Input data Block Start

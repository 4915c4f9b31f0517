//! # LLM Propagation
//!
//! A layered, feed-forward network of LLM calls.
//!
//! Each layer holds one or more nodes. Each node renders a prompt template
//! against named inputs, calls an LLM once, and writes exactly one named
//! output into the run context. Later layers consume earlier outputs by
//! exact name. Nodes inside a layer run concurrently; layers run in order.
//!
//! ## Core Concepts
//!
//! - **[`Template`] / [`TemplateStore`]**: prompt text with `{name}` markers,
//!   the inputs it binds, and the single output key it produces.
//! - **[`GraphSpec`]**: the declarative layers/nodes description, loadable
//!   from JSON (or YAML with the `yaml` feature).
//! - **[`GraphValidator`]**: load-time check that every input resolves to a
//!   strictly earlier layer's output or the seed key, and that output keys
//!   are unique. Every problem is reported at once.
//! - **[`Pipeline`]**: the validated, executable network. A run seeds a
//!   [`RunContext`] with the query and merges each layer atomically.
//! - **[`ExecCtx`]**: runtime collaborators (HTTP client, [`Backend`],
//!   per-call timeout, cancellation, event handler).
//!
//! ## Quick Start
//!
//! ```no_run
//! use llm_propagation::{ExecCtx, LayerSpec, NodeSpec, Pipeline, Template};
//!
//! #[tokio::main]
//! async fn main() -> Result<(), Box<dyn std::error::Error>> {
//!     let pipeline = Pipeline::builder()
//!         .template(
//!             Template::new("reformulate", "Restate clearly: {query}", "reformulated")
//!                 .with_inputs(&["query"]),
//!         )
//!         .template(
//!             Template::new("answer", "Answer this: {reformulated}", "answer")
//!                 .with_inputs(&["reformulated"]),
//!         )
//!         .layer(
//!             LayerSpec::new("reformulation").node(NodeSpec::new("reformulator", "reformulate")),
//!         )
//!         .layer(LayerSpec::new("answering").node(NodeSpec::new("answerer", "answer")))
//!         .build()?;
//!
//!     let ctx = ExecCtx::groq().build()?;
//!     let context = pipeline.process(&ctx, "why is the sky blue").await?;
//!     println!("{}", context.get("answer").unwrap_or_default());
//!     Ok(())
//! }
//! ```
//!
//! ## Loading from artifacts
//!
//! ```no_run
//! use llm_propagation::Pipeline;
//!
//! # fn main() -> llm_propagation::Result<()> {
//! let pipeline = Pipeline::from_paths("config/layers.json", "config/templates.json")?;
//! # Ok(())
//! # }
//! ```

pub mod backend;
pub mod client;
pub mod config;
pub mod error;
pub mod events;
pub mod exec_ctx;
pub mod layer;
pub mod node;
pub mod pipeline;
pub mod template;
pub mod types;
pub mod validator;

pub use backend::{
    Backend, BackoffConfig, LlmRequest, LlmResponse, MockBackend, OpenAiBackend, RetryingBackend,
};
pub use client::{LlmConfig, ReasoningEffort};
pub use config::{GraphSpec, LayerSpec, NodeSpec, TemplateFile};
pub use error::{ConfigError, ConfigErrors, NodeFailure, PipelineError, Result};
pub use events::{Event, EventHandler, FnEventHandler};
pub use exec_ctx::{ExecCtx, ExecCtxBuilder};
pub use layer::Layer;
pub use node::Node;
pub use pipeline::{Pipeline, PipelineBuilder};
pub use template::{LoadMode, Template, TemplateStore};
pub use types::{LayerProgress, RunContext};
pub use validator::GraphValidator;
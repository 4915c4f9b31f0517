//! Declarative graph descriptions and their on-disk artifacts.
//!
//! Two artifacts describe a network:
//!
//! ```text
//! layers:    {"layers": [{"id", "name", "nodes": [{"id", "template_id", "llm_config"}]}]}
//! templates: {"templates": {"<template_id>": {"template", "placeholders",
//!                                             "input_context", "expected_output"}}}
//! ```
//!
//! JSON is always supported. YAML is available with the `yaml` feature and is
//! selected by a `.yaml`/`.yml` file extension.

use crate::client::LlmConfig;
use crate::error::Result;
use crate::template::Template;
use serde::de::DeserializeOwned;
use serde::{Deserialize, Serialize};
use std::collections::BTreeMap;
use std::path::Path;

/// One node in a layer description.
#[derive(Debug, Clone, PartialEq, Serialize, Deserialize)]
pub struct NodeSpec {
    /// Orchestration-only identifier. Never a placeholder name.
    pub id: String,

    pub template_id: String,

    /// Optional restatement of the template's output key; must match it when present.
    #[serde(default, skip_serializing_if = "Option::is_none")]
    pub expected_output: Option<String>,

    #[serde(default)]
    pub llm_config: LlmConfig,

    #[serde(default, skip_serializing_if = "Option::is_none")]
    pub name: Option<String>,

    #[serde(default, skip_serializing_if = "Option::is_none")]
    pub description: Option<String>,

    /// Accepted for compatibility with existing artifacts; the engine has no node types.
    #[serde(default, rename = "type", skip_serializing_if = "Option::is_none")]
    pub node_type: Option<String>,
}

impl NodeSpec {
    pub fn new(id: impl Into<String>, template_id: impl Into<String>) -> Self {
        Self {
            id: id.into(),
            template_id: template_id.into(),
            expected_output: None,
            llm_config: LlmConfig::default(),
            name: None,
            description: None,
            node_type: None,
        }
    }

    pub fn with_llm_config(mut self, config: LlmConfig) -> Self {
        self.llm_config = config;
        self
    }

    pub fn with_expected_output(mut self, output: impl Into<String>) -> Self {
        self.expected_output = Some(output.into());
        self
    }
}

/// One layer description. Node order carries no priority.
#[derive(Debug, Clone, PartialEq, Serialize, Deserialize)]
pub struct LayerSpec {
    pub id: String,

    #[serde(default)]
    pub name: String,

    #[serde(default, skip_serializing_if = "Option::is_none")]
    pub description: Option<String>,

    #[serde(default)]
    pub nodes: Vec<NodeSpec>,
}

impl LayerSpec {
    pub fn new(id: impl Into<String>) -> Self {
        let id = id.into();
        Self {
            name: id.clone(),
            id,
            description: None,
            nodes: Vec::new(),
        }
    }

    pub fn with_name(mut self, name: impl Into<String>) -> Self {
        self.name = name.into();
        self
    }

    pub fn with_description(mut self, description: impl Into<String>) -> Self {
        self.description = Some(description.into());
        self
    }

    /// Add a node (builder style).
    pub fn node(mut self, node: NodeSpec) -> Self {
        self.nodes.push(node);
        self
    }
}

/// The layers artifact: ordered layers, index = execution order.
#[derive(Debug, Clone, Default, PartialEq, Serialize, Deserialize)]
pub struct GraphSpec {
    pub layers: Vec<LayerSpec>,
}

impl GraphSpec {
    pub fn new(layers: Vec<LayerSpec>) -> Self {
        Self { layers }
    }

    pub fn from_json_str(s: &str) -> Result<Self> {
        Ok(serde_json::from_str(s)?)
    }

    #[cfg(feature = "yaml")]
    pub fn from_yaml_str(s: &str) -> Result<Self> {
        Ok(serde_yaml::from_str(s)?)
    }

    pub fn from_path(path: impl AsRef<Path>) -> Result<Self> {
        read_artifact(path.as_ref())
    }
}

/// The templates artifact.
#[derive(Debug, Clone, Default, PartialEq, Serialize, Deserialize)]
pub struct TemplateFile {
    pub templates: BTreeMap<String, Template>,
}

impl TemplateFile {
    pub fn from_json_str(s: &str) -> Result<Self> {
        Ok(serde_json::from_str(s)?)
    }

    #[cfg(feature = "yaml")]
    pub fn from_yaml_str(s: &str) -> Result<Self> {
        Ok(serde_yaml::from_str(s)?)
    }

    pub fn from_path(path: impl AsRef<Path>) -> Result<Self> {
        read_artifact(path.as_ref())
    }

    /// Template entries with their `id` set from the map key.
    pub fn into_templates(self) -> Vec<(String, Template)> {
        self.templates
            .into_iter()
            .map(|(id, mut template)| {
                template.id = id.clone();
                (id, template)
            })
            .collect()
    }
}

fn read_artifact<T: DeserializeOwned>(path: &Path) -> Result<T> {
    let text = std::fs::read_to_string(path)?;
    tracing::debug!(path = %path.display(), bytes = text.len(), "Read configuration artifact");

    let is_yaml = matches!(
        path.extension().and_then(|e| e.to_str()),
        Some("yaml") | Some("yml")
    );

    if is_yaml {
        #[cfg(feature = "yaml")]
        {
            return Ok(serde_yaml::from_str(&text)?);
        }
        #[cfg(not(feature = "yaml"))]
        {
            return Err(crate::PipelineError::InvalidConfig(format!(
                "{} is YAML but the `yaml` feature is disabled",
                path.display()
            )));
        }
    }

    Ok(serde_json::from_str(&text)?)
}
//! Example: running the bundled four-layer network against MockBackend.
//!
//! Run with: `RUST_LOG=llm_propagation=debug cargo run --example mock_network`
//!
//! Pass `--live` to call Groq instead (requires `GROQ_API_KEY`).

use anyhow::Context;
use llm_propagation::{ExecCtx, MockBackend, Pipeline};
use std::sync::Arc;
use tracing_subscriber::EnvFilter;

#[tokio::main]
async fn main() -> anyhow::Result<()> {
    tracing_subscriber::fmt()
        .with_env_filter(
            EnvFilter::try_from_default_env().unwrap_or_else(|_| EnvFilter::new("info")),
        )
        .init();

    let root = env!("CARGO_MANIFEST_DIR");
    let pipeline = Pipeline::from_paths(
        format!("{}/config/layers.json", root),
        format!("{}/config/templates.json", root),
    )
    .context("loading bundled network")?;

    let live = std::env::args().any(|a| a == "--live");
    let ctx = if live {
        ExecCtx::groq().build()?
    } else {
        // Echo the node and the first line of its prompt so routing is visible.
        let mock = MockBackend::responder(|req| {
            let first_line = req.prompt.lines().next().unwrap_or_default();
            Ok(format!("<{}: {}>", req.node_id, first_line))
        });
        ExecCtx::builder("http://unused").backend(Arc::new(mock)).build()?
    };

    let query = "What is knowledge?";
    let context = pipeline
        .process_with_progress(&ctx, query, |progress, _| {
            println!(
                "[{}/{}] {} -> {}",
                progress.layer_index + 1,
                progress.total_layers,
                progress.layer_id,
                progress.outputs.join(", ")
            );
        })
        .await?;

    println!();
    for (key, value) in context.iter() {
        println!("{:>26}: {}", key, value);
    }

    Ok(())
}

Input data Block End
Input data Block Start

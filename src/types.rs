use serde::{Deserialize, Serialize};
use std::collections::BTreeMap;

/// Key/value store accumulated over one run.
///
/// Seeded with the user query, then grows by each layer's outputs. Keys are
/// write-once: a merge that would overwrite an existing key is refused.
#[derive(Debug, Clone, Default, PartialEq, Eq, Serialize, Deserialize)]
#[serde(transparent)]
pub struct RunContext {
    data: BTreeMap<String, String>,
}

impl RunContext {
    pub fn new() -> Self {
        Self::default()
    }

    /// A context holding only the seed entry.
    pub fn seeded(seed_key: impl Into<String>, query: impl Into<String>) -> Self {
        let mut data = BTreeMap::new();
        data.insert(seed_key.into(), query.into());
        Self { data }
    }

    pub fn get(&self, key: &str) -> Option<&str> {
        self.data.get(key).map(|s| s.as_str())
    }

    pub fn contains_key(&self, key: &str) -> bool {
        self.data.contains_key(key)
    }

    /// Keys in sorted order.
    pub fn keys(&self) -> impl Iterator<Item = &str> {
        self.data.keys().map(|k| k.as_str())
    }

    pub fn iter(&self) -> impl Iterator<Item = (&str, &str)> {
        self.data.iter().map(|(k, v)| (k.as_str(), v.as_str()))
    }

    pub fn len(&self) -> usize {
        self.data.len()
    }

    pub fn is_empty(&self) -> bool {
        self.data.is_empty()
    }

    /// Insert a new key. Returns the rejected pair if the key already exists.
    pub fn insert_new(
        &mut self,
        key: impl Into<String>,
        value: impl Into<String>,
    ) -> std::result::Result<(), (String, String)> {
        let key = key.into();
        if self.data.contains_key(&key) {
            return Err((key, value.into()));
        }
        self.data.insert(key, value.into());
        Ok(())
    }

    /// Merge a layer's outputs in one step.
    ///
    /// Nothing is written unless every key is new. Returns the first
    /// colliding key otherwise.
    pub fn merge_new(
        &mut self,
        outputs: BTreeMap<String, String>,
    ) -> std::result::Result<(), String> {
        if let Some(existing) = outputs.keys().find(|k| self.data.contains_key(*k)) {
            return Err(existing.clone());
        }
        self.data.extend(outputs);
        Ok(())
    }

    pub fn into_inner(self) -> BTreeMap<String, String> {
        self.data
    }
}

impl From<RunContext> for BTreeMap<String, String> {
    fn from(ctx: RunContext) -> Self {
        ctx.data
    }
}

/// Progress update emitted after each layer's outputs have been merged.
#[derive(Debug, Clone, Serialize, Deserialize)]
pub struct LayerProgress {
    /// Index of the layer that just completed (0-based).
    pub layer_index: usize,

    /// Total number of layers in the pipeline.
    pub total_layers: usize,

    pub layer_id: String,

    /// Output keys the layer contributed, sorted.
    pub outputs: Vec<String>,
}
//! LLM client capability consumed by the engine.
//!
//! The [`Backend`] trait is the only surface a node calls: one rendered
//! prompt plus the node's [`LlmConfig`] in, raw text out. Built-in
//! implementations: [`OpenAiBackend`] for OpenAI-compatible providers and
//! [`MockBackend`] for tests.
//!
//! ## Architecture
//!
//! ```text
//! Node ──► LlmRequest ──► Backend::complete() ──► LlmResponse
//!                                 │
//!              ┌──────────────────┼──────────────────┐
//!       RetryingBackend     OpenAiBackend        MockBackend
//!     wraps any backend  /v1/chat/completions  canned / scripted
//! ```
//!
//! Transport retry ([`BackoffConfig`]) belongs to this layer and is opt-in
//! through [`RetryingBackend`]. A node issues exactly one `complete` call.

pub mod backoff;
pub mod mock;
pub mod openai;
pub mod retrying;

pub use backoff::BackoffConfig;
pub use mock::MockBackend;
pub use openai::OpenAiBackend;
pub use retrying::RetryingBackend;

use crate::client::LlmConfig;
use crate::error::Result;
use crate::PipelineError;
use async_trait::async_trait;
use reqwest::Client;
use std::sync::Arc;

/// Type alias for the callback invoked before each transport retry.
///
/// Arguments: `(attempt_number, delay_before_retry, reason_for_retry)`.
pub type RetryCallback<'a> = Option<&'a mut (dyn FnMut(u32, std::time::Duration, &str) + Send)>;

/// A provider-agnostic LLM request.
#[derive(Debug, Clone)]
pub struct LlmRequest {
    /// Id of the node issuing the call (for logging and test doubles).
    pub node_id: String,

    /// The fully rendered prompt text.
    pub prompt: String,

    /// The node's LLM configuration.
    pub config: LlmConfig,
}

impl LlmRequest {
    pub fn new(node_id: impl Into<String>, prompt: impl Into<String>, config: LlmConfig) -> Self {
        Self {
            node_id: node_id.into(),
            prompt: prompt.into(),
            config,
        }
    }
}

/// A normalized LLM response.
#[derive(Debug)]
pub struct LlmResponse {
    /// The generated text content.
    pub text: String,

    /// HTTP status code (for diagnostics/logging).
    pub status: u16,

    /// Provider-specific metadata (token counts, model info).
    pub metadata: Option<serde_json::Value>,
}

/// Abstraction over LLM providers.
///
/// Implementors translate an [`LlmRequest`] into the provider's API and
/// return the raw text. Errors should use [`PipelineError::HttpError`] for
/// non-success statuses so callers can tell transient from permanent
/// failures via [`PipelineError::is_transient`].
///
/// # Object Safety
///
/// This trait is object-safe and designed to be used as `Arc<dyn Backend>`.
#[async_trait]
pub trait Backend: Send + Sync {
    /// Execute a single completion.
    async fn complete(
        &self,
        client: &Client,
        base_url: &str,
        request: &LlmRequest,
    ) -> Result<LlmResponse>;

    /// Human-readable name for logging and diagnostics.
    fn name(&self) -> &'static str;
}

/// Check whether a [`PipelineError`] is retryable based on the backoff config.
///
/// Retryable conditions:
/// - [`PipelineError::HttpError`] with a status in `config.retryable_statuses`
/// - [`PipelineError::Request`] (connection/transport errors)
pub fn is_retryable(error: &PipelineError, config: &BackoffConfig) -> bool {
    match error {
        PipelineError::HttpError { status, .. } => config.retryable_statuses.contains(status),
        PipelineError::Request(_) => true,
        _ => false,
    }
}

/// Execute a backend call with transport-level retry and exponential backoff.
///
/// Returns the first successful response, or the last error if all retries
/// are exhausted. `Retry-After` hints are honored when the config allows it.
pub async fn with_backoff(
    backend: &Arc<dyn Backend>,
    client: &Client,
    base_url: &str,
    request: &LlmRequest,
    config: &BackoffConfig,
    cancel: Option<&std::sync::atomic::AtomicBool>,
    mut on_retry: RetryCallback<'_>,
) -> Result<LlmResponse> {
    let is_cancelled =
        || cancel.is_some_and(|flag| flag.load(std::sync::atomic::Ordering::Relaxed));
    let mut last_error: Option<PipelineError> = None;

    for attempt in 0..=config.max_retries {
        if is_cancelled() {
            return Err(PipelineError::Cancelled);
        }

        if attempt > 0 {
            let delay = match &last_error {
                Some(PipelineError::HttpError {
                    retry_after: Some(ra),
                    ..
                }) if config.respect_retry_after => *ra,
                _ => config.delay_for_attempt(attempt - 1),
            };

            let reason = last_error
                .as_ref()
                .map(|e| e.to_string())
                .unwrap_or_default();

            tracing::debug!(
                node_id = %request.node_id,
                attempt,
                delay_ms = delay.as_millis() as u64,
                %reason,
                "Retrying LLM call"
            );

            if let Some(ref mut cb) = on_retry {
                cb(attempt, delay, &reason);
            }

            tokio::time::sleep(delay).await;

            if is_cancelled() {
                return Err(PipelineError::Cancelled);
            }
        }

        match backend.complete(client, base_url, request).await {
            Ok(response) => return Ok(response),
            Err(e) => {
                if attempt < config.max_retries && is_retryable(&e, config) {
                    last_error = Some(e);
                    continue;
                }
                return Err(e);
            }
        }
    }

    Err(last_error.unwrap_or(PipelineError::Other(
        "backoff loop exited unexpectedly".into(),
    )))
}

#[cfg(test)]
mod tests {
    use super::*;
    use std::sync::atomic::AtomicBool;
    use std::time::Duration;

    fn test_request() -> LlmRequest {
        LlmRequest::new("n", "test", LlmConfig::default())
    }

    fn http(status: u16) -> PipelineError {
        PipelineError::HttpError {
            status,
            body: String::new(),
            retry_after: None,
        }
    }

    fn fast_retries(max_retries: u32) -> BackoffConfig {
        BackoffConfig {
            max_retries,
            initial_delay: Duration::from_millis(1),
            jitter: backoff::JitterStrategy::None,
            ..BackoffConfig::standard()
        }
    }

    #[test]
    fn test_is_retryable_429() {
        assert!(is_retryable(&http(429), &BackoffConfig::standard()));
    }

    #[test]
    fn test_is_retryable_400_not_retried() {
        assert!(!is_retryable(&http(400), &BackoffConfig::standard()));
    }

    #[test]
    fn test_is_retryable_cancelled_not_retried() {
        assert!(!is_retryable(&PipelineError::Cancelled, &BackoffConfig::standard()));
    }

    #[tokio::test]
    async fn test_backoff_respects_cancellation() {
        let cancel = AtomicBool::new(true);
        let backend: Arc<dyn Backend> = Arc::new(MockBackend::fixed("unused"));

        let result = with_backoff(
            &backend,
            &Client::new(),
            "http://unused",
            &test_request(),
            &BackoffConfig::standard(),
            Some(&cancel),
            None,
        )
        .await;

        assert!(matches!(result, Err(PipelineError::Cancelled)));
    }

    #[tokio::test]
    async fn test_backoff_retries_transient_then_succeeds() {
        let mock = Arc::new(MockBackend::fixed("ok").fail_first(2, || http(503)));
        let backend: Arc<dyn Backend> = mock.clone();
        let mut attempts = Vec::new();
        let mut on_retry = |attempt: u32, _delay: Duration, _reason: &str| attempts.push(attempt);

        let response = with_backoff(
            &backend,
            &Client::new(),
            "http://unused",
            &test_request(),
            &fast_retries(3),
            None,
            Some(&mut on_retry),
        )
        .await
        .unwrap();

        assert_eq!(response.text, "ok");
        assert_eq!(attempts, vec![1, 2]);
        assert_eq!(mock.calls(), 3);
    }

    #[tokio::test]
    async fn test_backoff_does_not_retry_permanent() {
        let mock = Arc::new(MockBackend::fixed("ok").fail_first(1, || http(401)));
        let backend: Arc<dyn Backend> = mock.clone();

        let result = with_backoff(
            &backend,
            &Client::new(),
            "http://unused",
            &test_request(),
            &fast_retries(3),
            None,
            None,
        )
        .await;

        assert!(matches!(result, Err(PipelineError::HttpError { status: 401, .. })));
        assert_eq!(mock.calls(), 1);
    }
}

Input data Block End
Input data Block Start

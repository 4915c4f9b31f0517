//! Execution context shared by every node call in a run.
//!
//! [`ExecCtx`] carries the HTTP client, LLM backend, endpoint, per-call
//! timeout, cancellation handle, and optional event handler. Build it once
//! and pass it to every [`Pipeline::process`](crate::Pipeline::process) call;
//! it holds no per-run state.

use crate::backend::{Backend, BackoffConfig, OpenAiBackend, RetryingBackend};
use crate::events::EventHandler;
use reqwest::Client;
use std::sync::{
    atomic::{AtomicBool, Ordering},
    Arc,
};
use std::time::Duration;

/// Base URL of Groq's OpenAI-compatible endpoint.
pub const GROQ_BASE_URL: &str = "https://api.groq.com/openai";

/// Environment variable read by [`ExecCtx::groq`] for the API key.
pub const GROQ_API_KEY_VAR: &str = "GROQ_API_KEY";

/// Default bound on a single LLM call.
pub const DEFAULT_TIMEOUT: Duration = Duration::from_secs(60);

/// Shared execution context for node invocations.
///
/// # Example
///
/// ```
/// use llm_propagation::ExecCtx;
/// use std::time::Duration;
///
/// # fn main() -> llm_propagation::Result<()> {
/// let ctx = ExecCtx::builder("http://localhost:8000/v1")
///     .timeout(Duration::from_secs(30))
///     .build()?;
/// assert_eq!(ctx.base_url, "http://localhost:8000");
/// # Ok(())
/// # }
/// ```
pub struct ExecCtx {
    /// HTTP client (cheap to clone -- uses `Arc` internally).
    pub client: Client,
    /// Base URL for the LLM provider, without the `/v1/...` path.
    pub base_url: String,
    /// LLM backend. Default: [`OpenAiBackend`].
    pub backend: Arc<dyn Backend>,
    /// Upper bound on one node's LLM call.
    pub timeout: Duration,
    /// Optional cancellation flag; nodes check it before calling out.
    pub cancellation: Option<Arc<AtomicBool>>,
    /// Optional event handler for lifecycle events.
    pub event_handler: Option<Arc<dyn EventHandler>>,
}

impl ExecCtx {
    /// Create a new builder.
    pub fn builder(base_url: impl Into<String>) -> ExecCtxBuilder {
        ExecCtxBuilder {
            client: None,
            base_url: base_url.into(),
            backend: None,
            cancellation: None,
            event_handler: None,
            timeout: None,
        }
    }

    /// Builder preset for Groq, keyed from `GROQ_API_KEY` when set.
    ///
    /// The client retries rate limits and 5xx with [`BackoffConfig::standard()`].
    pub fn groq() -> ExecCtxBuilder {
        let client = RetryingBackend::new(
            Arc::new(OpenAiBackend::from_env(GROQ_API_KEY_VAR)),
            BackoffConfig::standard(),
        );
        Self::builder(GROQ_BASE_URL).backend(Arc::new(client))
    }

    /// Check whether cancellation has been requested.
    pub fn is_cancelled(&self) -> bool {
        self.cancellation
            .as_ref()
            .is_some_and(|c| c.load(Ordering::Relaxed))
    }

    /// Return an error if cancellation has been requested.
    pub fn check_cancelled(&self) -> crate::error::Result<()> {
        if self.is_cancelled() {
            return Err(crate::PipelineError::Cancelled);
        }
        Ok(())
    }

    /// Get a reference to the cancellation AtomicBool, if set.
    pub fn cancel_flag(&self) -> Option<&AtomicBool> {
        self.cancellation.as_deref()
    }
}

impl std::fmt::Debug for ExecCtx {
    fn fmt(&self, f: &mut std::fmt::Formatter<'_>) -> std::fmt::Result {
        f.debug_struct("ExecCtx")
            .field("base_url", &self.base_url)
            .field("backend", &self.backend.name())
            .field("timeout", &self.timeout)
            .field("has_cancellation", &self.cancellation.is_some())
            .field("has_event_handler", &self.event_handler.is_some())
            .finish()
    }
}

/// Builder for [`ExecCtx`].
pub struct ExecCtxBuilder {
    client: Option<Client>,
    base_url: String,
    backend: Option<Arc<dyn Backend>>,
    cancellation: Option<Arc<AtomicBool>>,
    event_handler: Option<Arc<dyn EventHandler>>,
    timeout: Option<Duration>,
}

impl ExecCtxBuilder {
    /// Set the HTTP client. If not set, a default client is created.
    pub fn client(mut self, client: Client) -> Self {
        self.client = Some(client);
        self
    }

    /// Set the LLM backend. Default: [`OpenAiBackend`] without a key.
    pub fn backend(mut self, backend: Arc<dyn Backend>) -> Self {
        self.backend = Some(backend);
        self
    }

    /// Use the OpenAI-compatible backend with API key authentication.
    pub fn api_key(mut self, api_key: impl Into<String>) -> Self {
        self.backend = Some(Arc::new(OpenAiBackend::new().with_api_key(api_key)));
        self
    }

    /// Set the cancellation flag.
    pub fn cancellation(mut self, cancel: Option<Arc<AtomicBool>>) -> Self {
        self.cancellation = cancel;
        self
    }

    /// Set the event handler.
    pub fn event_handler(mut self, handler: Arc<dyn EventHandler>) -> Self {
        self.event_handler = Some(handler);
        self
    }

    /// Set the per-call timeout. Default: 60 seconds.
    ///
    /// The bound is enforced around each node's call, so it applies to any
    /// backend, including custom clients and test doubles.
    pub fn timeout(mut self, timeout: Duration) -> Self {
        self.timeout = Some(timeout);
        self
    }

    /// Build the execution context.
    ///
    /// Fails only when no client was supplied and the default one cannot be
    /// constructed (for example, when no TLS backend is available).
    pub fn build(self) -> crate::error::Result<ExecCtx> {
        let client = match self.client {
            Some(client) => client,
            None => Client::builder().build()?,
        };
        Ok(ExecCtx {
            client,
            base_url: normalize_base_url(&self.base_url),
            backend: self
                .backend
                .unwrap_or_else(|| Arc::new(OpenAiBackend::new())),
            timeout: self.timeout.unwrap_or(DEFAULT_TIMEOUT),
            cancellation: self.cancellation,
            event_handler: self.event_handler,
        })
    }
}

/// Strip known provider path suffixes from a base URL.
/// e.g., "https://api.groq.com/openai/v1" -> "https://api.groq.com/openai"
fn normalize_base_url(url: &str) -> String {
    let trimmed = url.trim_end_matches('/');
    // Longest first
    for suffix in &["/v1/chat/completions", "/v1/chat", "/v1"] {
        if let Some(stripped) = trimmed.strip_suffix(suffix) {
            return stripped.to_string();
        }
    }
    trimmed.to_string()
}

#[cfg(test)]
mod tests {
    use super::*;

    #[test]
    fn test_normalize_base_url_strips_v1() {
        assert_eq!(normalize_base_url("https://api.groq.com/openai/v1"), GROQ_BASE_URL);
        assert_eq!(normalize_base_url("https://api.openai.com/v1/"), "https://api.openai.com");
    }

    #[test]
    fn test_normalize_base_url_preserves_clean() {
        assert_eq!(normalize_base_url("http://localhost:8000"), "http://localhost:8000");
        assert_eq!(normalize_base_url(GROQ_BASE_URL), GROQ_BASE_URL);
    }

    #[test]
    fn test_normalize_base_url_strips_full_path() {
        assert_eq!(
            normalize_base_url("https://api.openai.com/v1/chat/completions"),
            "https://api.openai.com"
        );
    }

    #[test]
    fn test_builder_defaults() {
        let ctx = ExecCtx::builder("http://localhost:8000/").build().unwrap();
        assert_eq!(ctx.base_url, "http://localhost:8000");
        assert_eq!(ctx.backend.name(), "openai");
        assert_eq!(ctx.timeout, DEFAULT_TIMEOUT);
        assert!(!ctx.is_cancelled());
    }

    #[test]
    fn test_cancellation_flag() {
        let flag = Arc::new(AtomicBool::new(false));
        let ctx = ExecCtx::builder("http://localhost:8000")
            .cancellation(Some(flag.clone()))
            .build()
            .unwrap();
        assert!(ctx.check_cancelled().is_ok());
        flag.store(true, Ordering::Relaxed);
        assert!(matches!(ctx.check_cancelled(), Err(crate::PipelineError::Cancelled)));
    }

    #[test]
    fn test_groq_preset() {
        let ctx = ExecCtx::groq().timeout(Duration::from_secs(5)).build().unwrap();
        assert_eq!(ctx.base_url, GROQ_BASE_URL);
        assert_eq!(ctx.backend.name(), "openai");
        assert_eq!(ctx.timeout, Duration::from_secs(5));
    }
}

Input data Block End

Only lines with the string "existing" are wanted; please find each one in the listing and copy it.

• _Response_
    /// Accepted for compatibility with existing artifacts; the engine has no node types.
/// write-once: a merge that would overwrite an existing key is refused.
        if let Some(existing) = outputs.keys().find(|k| self.data.contains_key(*k)) {
            return Err(existing.clone());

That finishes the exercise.